Nuclear receptors (NRs) form an important superfamily of transcription factors which regulate various biological processes either by activating or repressing the expression of target genes (Perissi & Rosenfeld, 2005 ). Activation of gene transcription occurs upon binding of an agonistic ligand, resulting in a conformational change of the ligand-binding domain (LBD) and the recruitment of co-activators to DNA-bound NRs. Comparison of unliganded (apo) and agonist-bound (holo) LBD structures has led to the mousetrap model of the ligand-dependent conformational switch (Renaud et al., 1995 ; Nettles & Greene, 2005 ; Pike, 2006 ). In apo-LBD structures different positions of the C-terminal helix 12 (H12, also called the activation helix) have been observed, indicating the presence of a great deal of flexibility in this region (Nagy & Schwabe, 2004 ). Upon binding of an agonist, H12 packs against the rest of the LBD in the so-called holo or active position, thereby closing the ligand-binding pocket. In this conformation NR LBDs expose an interaction surface to which co-activator proteins can bind through short helical LxxLL motifs (where L represents leucine and x represents any amino acid). Conversely, antagonists or partial agonists/antagonists permanently or partially prevent the active positioning of H12 (see movies in de Lera et al., 2007 ).

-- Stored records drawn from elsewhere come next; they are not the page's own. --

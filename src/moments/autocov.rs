//! moments::autocov — sample lag-k cross-covariance of a vector series.

use ndarray::{Array1, Array2, Axis, s};

/// Subtract column means from an `n×p` series.
///
/// # Arguments
/// - `y`: `n×p` series matrix (rows=time). Must have `n ≥ 1`; callers
///   validate this upstream.
///
/// # Returns
/// A newly allocated `n×p` matrix whose columns are exactly mean-zero.
pub fn center(y: &Array2<f64>) -> Array2<f64> {
    let col_means: Array1<f64> = y.mean_axis(Axis(0)).expect("n >= 1 validated upstream");
    y - &col_means
}

/// Compute the sample lag-k cross-covariance matrix of a centered series.
///
/// For a centered `n×p` matrix `Z` (rows=time) and lag `k`, returns
///
/// ```text
/// Σ̂(k) = (1/n) Z_{k:}ᵀ Z_{:n−k},
/// ```
///
/// i.e. `Σ̂(k)[i, j] = (1/n) ∑_{t} z_{t+k, i} · z_{t, j}`. For `k = 0`
/// this is the sample covariance with the `1/n` divisor; for `k > 0` the
/// result is generally asymmetric.
///
/// # Arguments
/// - `z`: centered `n×p` series, typically produced by [`center`].
/// - `k`: lag, `0 ≤ k < n`. Validated by entry-point callers.
///
/// # Panics
/// - If `k >= z.nrows()`, due to the slice bounds `z[k.., ..]`. Public
///   entry points reject such lags before any computation.
pub fn lagged_autocov(z: &Array2<f64>, k: usize) -> Array2<f64> {
    let n = z.nrows();
    let lagged = z.slice(s![k.., ..]);
    let leading = z.slice(s![..n - k, ..]);
    let lagged_t = lagged.t();
    lagged_t.dot(&leading) * (1.0 / n as f64)
}
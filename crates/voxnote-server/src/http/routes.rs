use axum::Router;
use axum::extract::DefaultBodyLimit;
use axum::routing::{get, post};
use tower_http::trace::TraceLayer;

use super::handlers;
use super::state::AppState;

/// Uploads above this size are rejected before reaching the pipeline.
const MAX_UPLOAD_BYTES: usize = 50 * 1024 * 1024;

/// Create the HTTP router with all routes
pub fn create_router(state: AppState) -> Router {
    Router::new()
        .route("/health", get(handlers::health_check))
        .route(
            "/config",
            get(handlers::get_config)
                .put(handlers::update_config)
                .post(handlers::reset_config),
        )
        .route(
            "/history",
            get(handlers::list_history).delete(handlers::delete_history),
        )
        .route("/process", post(handlers::process_audio))
        .route("/record/toggle", post(handlers::toggle_recording))
        .route("/record/state", get(handlers::session_state))
        .layer(DefaultBodyLimit::max(MAX_UPLOAD_BYTES))
        .layer(TraceLayer::new_for_http())
        .with_state(state)
}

Selective nuclear receptor modulators (SNuRMs) that specifically modulate different receptor subtypes and act in a cell-selective manner are being developed for therapeutic purposes (Pike, 2006 ; Nahoum & Bourguet, 2007 ; de Lera et al., 2007 ). Based on the structure of the potent agonist CD3254 (Bernardon, 1997 ), we recently synthesized six novel retinoid X receptor α (RXRα) modulators, hereafter referred to as 2a–2f (Fig. 1 ), ranging from partial agonists (2a–2d) to pure antagonists (2e–2f). To gain structure-based insight into the mechanism of action of these new ligands, crystallographic studies have been carried out (Nahoum et al., 2007 ). Although attempts were made to crystallize the various RXRα LBD–ligand complexes, crystals were obtained for just three of the six ligands and only in the presence of a TIF-2 co-activator fragment containing the LxxLL interaction motif (CoA). In the present report, we show a clear inverse correlation between the crystallization potential of a particular RXRα LBD–ligand complex and the impact of the bound ligand on the structural dynamics of helix H12. Moreover, our data substantiate the role of co-regulator peptides as additives facilitating NR LBD crystallization and validate the use of fluorescence spectroscopy as a predictive tool of the crystallization capacity of NR LBD complexes.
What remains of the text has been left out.